PİRHA – Gezi eylemlerinde polisin gaz fişeğiyle ayağından vurulan ve yüzde 42 engeli oluşan Aydın Aydoğan’ın davası ‘zamanaşımı’ gerekçesiyle kapatıldı. Böylelikle Gezi eylemleri sonucu açılan son dava da kapatılmış oldu.
2013 yılında Gezi Parkı eylemlerinde polisin attığı gaz fişeğiyle ayağından vurulan Aydın Aydoğan, geçirdiği iki ameliyat sonrasında yüzde 42 engelle yüz yüze kaldı.
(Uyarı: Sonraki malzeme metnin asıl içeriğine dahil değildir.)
//! Arm selection strategies
//!
//! A strategy owns the per-arm statistics (resolved count and running mean
//! reward) and decides which arm to serve next. Variants are picked once at
//! startup from [`StrategyKind`] and shared behind `Arc<dyn Strategy>`.

mod epsilon;
mod thompson;

use std::sync::Arc;

use serde::{Deserialize, Serialize};

use crate::error::{Error, Result, check_reward};

pub use epsilon::EpsilonGreedy;
pub use thompson::ThompsonSampling;

/// Default exploration rate
pub const DEFAULT_EPSILON: f64 = 0.1;

/// Stateful arm selection algorithm
pub trait Strategy: Send + Sync {
    /// Pick an arm in `[0, arm_count)`. `draw` is uniform in `[0, 1)`.
    fn select_arm(&self, draw: f64) -> usize;

    /// Fold one resolved reward into `arm`'s statistics
    fn update(&self, arm: usize, reward: f64) -> Result<()>;

    /// Copy of the current per-arm statistics
    fn snapshot(&self) -> StrategySnapshot;

    fn arm_count(&self) -> usize;

    /// Name for logs and health output
    fn name(&self) -> &'static str;
}

/// Immutable copy of per-arm statistics
#[derive(Debug, Clone, PartialEq, Serialize, Deserialize)]
pub struct StrategySnapshot {
    pub counts: Vec<u64>,
    pub rewards: Vec<f64>,
}

impl StrategySnapshot {
    /// Total resolved selections across all arms
    pub fn total(&self) -> u64 {
        self.counts.iter().sum()
    }
}

/// Which strategy to build, as written in configuration
#[derive(Debug, Clone, Copy, PartialEq, Serialize, Deserialize)]
#[serde(tag = "kind", rename_all = "snake_case")]
pub enum StrategyKind {
    EpsilonGreedy { epsilon: f64 },
    Thompson,
}

impl Default for StrategyKind {
    fn default() -> Self {
        Self::EpsilonGreedy {
            epsilon: DEFAULT_EPSILON,
        }
    }
}

impl StrategyKind {
    pub fn as_str(&self) -> &'static str {
        match self {
            Self::EpsilonGreedy { .. } => "epsilon_greedy",
            Self::Thompson => "thompson",
        }
    }

    /// Build the configured strategy for `arm_count` arms
    pub fn build(&self, arm_count: usize) -> Result<Arc<dyn Strategy>> {
        Ok(match *self {
            Self::EpsilonGreedy { epsilon } => Arc::new(EpsilonGreedy::new(arm_count, epsilon)?),
            Self::Thompson => Arc::new(ThompsonSampling::new(arm_count)?),
        })
    }
}

/// Per-arm counts and running means shared by every strategy
#[derive(Debug, Clone)]
pub(crate) struct ArmTable {
    counts: Vec<u64>,
    means: Vec<f64>,
}

impl ArmTable {
    pub(crate) fn new(arm_count: usize) -> Result<Self> {
        if arm_count == 0 {
            return Err(Error::Validation("at least one arm is required".into()));
        }
        Ok(Self {
            counts: vec![0; arm_count],
            means: vec![0.0; arm_count],
        })
    }

    pub(crate) fn len(&self) -> usize {
        self.counts.len()
    }

    pub(crate) fn count(&self, arm: usize) -> u64 {
        self.counts[arm]
    }

    pub(crate) fn mean(&self, arm: usize) -> f64 {
        self.means[arm]
    }

    /// newMean = oldMean + (reward - oldMean) / newCount
    pub(crate) fn record(&mut self, arm: usize, reward: f64) -> Result<()> {
        if arm >= self.len() {
            return Err(Error::Range(format!(
                "arm {arm} is outside [0, {})",
                self.len()
            )));
        }
        check_reward(reward)?;

        self.counts[arm] += 1;
        let n = self.counts[arm] as f64;
        self.means[arm] += (reward - self.means[arm]) / n;
        Ok(())
    }

    /// Highest mean, lowest index on ties
    pub(crate) fn best_arm(&self) -> usize {
        let mut best = 0;
        for arm in 1..self.len() {
            if self.means[arm] > self.means[best] {
                best = arm;
            }
        }
        best
    }

    pub(crate) fn snapshot(&self) -> StrategySnapshot {
        StrategySnapshot {
            counts: self.counts.clone(),
            rewards: self.means.clone(),
        }
    }
}

#[cfg(test)]
mod tests {
    use super::*;

    #[test]
    fn test_arm_table_incremental_mean() {
        let mut table = ArmTable::new(2).unwrap();
        table.record(1, 1.0).unwrap();
        table.record(1, 0.0).unwrap();
        table.record(1, 0.5).unwrap();

        assert_eq!(table.count(1), 3);
        assert!((table.mean(1) - 0.5).abs() < 1e-12);
        assert_eq!(table.count(0), 0);
    }

    #[test]
    fn test_arm_table_rejects_out_of_range() {
        let mut table = ArmTable::new(3).unwrap();
        assert!(matches!(table.record(3, 0.5), Err(Error::Range(_))));
        assert!(matches!(table.record(0, 1.5), Err(Error::Range(_))));
        assert_eq!(table.snapshot().total(), 0);
    }

    #[test]
    fn test_best_arm_breaks_ties_low() {
        let mut table = ArmTable::new(3).unwrap();
        assert_eq!(table.best_arm(), 0);

        table.record(2, 0.4).unwrap();
        table.record(1, 0.4).unwrap();
        assert_eq!(table.best_arm(), 1);
    }

    #[test]
    fn test_zero_arms_rejected() {
        assert!(matches!(ArmTable::new(0), Err(Error::Validation(_))));
    }

    #[test]
    fn test_kind_toml_shape() {
        let kind: StrategyKind = toml::from_str("kind = \"epsilon_greedy\"\nepsilon = 0.2").unwrap();
        assert_eq!(kind, StrategyKind::EpsilonGreedy { epsilon: 0.2 });

        let kind: StrategyKind = toml::from_str("kind = \"thompson\"").unwrap();
        assert_eq!(kind, StrategyKind::Thompson);
    }

    #[test]
    fn test_build_selects_variant() {
        let strategy = StrategyKind::default().build(3).unwrap();
        assert_eq!(strategy.name(), "epsilon_greedy");
        assert_eq!(strategy.arm_count(), 3);

        let strategy = StrategyKind::Thompson.build(2).unwrap();
        assert_eq!(strategy.name(), "thompson");
    }
}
Aydoğan, maruz kaldığı polis şiddeti sebebiyle 2013’te suç duyurusunda bulundu. Yürütülen soruşturma kapsamında 16 şüpheli polis tespit edildi. İlk olarak 2014’te sorgulanan şüpheli polisler, ifadelerinde Aydoğan’ın vurulduğunu hatırlamadıklarını iddia etti. Dönemin savcısı Mehmet Selim Kiraz, öldürülmeden önce dosyayı Ulusal Kriminal Dairesi’nde bilirkişiye gönderdi. Soruşturma izni çıkmaması üzerine Aydoğan ve avukatı İdare Mahkemesi’ne itiraz etti. Mahkeme, Aydoğan’ın dosyasını iki kere Faili Meçhul Suçlar Bürosu’na gönderdi.
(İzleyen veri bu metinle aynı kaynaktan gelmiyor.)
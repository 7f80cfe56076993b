//! Epsilon-greedy arm selection
//!
//! Explores a uniformly random arm with probability epsilon, otherwise
//! exploits the arm with the best running mean reward.

use std::sync::RwLock;

use crate::error::{Error, Result};

use super::{ArmTable, Strategy, StrategySnapshot};

/// Epsilon-greedy strategy
#[derive(Debug)]
pub struct EpsilonGreedy {
    epsilon: f64,
    arms: RwLock<ArmTable>,
}

impl EpsilonGreedy {
    /// Create a strategy over `arm_count` arms with exploration rate `epsilon`
    pub fn new(arm_count: usize, epsilon: f64) -> Result<Self> {
        if !(0.0..=1.0).contains(&epsilon) {
            return Err(Error::Validation(format!(
                "epsilon {epsilon} is outside [0, 1]"
            )));
        }
        Ok(Self {
            epsilon,
            arms: RwLock::new(ArmTable::new(arm_count)?),
        })
    }

    pub fn epsilon(&self) -> f64 {
        self.epsilon
    }
}

impl Strategy for EpsilonGreedy {
    fn select_arm(&self, draw: f64) -> usize {
        let arms = self.arms.read().unwrap_or_else(|e| e.into_inner());

        if draw < self.epsilon {
            // draw / epsilon is uniform in [0, 1) on the exploration branch
            let scaled = (draw / self.epsilon) * arms.len() as f64;
            return (scaled as usize).min(arms.len() - 1);
        }

        arms.best_arm()
    }

    fn update(&self, arm: usize, reward: f64) -> Result<()> {
        self.arms
            .write()
            .unwrap_or_else(|e| e.into_inner())
            .record(arm, reward)
    }

    fn snapshot(&self) -> StrategySnapshot {
        self.arms
            .read()
            .unwrap_or_else(|e| e.into_inner())
            .snapshot()
    }

    fn arm_count(&self) -> usize {
        self.arms.read().unwrap_or_else(|e| e.into_inner()).len()
    }

    fn name(&self) -> &'static str {
        "epsilon_greedy"
    }
}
DARBE SONRASI GİZLİLİK KARARI
15 Temmuz darbe girişimi sonrasında dosyaya gizlilik kararı getirildi. Aydoğan, bir türlü savcıya ulaşamadı. Savcının değişmesi sonrası Aydoğan, Ulusal Kriminal Dairesi’nin raporunun dosyada olmadığını fark etti. Aylarca dilekçe yazarak raporun akıbetini soran Aydoğan, en son “adli emanette” cevabını aldı. Bunun üzerine harekete geçen Aydoğan, raporların adli emanette de olmadığını anladı. Savcı, dosyanın zamanaşımının dolmasına 4 ay kala dosyayı kabul ederek tekrar bilirkişiye gönderdi.
İlk bilirkişi raporunda tespit edilen 16 şüpheli polis, ikinci bilirkişi raporundan da çıktı. Aydoğan, 28 Kasım’da ise İstanbul Cumhuriyet Başsavcılığı’ndan gelen tebligat ile dosyanın ‘zamanaşımı’ gerekçesiyle ‘kovuşturmaya yer yok’ diyerek kapatıldığını öğrendi. Aydoğan’ın davasının kapatılmasıyla Gezi’de açık kalan son dava da kapatılmış oldu.
“AYM’YE BAŞVURACAĞIZ”
‘Kovuşturmaya yer yok’ kararı sonrası halktv.com.tr’ye konuşan Aydoğan, kararın gerekçesini ‘komik’ olarak değerlendirerek şunları söyledi:
“Zamanaşımı dolduğu için kararı vermiş. Ben savcıyla görüştüm. ‘Dosyada bilirkişi raporu kayıptı’ dedim. O da ‘biz gereğini yaptık’ dedi. Bilirkişi raporunun kayıp olmasının bedelini bize ödetiyorlar. Savcı, ‘Git Anayasa Mahkemesi’ne başvur’ dedi. Biz zaten Anayasa Mahkemesi’ne başvuracağız.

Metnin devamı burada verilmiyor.